> _Problem to work on_:
All entries should be printed precisely as written.

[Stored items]

====================

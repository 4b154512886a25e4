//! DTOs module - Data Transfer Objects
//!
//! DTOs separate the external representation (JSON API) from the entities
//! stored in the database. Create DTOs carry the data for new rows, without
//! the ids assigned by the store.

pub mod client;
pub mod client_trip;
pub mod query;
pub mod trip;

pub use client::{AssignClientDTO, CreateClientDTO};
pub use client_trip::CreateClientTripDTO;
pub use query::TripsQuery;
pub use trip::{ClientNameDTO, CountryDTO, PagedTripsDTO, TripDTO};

====================

> _Output below_:
repository 4b154512886a25e4
//! DTOs module - Data Transfer Objects
//!
//! DTOs separate the external representation (JSON API) from the entities
//! stored in the database. Create DTOs carry the data for new rows, without
//! the ids assigned by the store.

pub mod client;
pub mod client_trip;
pub mod query;
pub mod trip;

pub use client::{AssignClientDTO, CreateClientDTO};
pub use client_trip::CreateClientTripDTO;
pub use query::TripsQuery;
pub use trip::{ClientNameDTO, CountryDTO, PagedTripsDTO, TripDTO};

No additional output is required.